Improved Cost Calculation for IndexOnlyScan
In one of my earlier emails [1]/messages/by-id/CANugjhsnh0OBMOYc7qKcC+ZsVvAXCeF7QiidLuFvg6zmHy1C7A@mail.gmail.com, I mentioned that there seems to be a
problem with how the cost for index only scans is being calculated.
[1]: /messages/by-id/CANugjhsnh0OBMOYc7qKcC+ZsVvAXCeF7QiidLuFvg6zmHy1C7A@mail.gmail.com
/messages/by-id/CANugjhsnh0OBMOYc7qKcC+ZsVvAXCeF7QiidLuFvg6zmHy1C7A@mail.gmail.com
My concern is that there seems to be a bigger disconnect between the cost
of index only scan and the execution time. Having tested this on 3
different systems, docker, laptop and a server with RAID 5 SSD configured,
at the threshold where index only scan cost exceeds that of sequential
scan, index only is still around 30% faster than the sequential scan.
My initial hunch was that perhaps we need to consider a different approach
when considering cost for index only scan. However, the solution seems
somewhat simple.
cost_index function in costsize.c, in case of indexonlyscan, multiplies the
number of pages fetched by a factor of (1.0 - baserel->allvisfrac) which is
then used to calculate the max_IO_cost and min_IO_cost.

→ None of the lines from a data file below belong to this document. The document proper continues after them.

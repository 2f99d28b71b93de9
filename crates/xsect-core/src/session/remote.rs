use super::{
    CommandRequest, CommandTransport, CrossSectionHandle, ModelController, PlotHandle,
    ResultReader, SessionError, SessionResult,
};
use crate::domain::{CrossSectionLine, PhaseInfo, ResultKind};
use serde_json::{Value, json};
use std::path::Path;

/// Input-server session.
pub struct RemoteController<T> {
    transport: T,
}

impl<T: CommandTransport> RemoteController<T> {
    pub fn new(transport: T) -> Self {
        Self { transport }
    }

    pub fn transport(&self) -> &T {
        &self.transport
    }

    fn call(&mut self, command: &str, arguments: Vec<Value>) -> SessionResult<Value> {
        self.transport.call(&CommandRequest::global(command, arguments))
    }
}

impl<T: CommandTransport> ModelController for RemoteController<T> {
    fn open(&mut self, model: &Path) -> SessionResult<()> {
        self.call("open", vec![json!(model.to_string_lossy())])
            .map(drop)
    }

    fn go_to_stages(&mut self) -> SessionResult<()> {
        self.call("gotostages", Vec::new()).map(drop)
    }

    fn view_first_phase(&mut self) -> SessionResult<()> {
        let returned = self.call("phases", Vec::new())?;
        let phases = parse_phases("phases", returned)?;
        let first = phases.first().ok_or_else(|| SessionError::CommandFailed {
            command: "view".to_string(),
            message: "model defines no phases".to_string(),
        })?;
        self.call("view", vec![json!(first.id)]).map(drop)
    }
}

/// Output-server session.
pub struct RemoteReader<T> {
    transport: T,
}

impl<T: CommandTransport> RemoteReader<T> {
    pub fn new(transport: T) -> Self {
        Self { transport }
    }

    pub fn transport(&self) -> &T {
        &self.transport
    }

    fn call(&mut self, command: &str, arguments: Vec<Value>) -> SessionResult<Value> {
        self.transport.call(&CommandRequest::global(command, arguments))
    }
}

impl<T: CommandTransport> ResultReader for RemoteReader<T> {
    fn phases(&mut self) -> SessionResult<Vec<PhaseInfo>> {
        let returned = self.call("phases", Vec::new())?;
        parse_phases("phases", returned)
    }

    fn active_plot(&mut self) -> SessionResult<PlotHandle> {
        let returned = self.call("plots", Vec::new())?;
        let Value::Array(plots) = returned else {
            return Err(malformed("plots", "expected an array of plot references"));
        };
        let last = plots
            .into_iter()
            .last()
            .ok_or_else(|| malformed("plots", "output server reported no plots"))?;
        object_reference("plots", last).map(PlotHandle)
    }

    fn line_cross_section(
        &mut self,
        plot: &PlotHandle,
        line: &CrossSectionLine,
    ) -> SessionResult<CrossSectionHandle> {
        let returned = self.call(
            "linecrosssectionplot",
            vec![
                json!(plot.0),
                json!([line.start.x, line.start.y]),
                json!([line.end.x, line.end.y]),
            ],
        )?;
        object_reference("linecrosssectionplot", returned).map(CrossSectionHandle)
    }

    fn cross_section_results(
        &mut self,
        cross_section: &CrossSectionHandle,
        phase: &PhaseInfo,
        kind: ResultKind,
    ) -> SessionResult<Vec<f64>> {
        let command = "getcrosssectionresults";
        let returned = self.call(
            command,
            vec![
                json!(cross_section.0),
                json!(phase.id),
                json!(kind.remote_name()),
            ],
        )?;
        let Value::Array(values) = returned else {
            return Err(malformed(command, "expected an array of numbers"));
        };
        values
            .into_iter()
            .enumerate()
            .map(|(index, value)| {
                value.as_f64().ok_or_else(|| {
                    malformed(
                        command,
                        format!("{kind} value {index} is not a number: {value}"),
                    )
                })
            })
            .collect()
    }
}

fn malformed(command: &str, message: impl Into<String>) -> SessionError {
    SessionError::MalformedReply {
        command: command.to_string(),
        message: message.into(),
    }
}

/// Accepts either a bare id string or an object carrying an `id` field.
fn object_reference(command: &str, value: Value) -> SessionResult<String> {
    match value {
        Value::String(id) => Ok(id),
        Value::Object(mut fields) => match fields.remove("id") {
            Some(Value::String(id)) => Ok(id),
            _ => Err(malformed(command, "object reference without a string 'id'")),
        },
        other => Err(malformed(
            command,
            format!("expected an object reference, got {other}"),
        )),
    }
}

fn parse_phases(command: &str, value: Value) -> SessionResult<Vec<PhaseInfo>> {
    let Value::Array(entries) = value else {
        return Err(malformed(command, "expected an array of phases"));
    };

    entries
        .into_iter()
        .enumerate()
        .map(|(ordinal, entry)| {
            let identification = entry
                .get("identification")
                .and_then(Value::as_str)
                .map(str::to_string);
            let id = object_reference(command, entry)?;
            Ok(PhaseInfo::new(id, ordinal, identification))
        })
        .collect()
}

This is very similar to the cost estimate methods for indexes internally
call genericostesimate function. This function primarily gets the number of
pages for the indexes and multiplies that with random page cost
(spc_random_page_cost) to get the total disk access cost.
I believe that in case of index only scan, we should adjust the
spc_random_page_cost in context of baserel->allvisfrac so that it accounts
for random pages for only the fraction that needs to be read for the
relation and excludes that the index page fetches.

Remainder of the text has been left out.